◆ What this task involves ◆
Scan the listing below for "count", then report every line that has it.
BEGIN
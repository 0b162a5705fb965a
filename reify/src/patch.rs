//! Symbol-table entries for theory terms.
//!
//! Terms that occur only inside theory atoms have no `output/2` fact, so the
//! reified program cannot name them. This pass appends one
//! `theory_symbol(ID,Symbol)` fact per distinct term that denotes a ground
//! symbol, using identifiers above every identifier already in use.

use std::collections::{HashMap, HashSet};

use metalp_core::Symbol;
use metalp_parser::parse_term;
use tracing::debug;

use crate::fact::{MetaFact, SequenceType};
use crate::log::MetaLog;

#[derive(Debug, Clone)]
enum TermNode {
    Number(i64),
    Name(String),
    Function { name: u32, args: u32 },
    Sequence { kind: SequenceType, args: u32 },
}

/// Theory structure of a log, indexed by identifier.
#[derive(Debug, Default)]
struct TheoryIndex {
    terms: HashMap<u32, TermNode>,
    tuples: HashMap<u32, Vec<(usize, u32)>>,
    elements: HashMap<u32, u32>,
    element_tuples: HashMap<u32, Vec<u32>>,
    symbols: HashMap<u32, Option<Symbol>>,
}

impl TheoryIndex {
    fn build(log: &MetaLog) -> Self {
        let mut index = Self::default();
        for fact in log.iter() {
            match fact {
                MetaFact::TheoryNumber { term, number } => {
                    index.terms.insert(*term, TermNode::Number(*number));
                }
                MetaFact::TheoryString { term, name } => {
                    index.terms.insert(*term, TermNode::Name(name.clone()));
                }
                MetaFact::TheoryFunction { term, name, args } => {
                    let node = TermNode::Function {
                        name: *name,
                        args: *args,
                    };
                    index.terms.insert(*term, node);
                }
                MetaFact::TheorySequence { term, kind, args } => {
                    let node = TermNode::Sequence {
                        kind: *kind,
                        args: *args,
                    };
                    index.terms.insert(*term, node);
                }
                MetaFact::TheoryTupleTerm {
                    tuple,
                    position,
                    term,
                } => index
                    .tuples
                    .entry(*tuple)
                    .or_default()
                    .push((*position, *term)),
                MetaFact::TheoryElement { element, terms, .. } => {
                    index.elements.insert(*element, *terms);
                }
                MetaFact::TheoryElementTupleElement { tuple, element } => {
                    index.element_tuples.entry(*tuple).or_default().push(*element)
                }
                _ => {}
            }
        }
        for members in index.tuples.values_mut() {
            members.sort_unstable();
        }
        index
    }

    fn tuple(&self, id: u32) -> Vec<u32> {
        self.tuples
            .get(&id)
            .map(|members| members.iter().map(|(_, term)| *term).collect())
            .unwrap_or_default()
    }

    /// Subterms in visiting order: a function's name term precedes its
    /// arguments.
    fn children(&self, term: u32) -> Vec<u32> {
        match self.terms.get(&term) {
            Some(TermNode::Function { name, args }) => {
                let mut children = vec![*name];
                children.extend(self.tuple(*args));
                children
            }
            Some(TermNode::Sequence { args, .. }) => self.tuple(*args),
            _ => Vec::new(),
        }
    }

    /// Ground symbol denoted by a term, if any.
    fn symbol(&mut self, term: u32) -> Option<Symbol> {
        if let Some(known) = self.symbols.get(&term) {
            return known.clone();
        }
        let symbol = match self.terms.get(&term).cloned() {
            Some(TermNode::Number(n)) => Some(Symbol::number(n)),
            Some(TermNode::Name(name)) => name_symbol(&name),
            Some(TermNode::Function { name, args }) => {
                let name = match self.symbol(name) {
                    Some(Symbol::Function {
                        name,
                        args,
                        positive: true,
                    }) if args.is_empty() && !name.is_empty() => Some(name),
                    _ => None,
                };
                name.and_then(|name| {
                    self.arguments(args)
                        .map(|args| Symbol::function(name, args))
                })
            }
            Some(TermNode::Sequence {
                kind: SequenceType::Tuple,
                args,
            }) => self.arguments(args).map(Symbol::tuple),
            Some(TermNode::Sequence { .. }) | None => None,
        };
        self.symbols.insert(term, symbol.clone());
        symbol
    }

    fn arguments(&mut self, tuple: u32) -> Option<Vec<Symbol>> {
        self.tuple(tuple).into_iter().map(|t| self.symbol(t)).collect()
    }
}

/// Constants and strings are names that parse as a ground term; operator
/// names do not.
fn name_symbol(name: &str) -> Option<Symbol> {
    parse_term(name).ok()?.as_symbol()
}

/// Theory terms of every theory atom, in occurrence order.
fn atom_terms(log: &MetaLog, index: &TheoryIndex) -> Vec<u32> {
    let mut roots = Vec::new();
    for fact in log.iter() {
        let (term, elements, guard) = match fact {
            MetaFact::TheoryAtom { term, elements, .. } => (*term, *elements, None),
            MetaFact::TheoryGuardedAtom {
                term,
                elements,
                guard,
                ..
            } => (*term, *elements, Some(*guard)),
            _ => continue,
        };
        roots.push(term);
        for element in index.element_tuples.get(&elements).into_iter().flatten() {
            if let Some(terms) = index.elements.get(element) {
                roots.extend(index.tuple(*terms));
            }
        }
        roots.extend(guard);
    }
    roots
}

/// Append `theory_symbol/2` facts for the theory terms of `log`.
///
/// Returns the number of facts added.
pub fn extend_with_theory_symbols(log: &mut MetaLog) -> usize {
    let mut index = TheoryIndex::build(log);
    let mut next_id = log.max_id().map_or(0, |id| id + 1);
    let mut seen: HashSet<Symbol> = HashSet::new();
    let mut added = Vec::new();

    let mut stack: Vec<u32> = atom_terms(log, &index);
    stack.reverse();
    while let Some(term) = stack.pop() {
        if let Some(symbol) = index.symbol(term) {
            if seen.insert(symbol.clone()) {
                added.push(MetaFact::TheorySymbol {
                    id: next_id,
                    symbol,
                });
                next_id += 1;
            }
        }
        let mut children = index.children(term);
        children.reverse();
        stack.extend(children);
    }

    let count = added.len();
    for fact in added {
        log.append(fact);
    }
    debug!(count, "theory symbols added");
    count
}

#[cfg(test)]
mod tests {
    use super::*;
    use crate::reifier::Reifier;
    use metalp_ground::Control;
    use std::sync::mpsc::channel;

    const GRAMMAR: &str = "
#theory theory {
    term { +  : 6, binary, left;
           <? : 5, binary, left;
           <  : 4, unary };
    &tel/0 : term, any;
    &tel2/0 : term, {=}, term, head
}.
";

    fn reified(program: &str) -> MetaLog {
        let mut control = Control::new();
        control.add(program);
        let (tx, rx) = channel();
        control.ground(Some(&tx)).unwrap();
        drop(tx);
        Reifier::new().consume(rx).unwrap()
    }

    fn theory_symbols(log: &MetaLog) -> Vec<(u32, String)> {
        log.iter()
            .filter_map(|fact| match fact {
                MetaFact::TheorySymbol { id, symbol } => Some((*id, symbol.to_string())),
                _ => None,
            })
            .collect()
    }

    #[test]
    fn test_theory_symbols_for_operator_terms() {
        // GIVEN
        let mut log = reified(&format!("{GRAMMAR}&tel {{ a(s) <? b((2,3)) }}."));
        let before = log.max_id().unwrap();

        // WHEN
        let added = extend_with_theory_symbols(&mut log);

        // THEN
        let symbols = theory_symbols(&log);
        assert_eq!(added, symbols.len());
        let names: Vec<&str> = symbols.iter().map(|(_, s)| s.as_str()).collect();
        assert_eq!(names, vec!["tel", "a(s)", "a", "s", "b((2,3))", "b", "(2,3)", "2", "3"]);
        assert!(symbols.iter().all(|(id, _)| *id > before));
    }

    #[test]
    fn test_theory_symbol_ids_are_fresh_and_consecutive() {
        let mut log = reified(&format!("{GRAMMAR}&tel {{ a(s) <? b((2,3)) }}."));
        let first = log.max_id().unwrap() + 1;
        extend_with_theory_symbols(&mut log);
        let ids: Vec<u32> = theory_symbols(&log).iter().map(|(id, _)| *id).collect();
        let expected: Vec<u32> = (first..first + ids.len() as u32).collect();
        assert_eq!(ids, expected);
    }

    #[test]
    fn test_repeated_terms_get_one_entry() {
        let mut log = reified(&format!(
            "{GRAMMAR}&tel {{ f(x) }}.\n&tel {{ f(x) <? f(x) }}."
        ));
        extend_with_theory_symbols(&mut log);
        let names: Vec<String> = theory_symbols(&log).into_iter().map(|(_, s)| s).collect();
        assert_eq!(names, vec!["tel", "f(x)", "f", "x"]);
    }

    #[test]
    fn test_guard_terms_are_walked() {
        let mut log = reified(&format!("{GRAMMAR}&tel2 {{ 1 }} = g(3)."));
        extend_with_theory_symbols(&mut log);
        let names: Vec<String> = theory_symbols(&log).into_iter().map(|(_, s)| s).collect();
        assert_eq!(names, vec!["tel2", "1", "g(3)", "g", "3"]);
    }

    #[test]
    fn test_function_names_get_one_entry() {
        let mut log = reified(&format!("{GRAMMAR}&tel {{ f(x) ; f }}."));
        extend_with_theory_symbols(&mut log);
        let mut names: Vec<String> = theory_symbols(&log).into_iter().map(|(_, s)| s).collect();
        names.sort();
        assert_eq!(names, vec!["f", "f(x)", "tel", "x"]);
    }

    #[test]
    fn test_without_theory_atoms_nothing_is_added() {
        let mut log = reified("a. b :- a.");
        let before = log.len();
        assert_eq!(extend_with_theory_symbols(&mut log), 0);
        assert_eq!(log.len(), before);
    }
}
END
◆ Result of this task ◆
    let count = added.len();
    debug!(count, "theory symbols added");
    count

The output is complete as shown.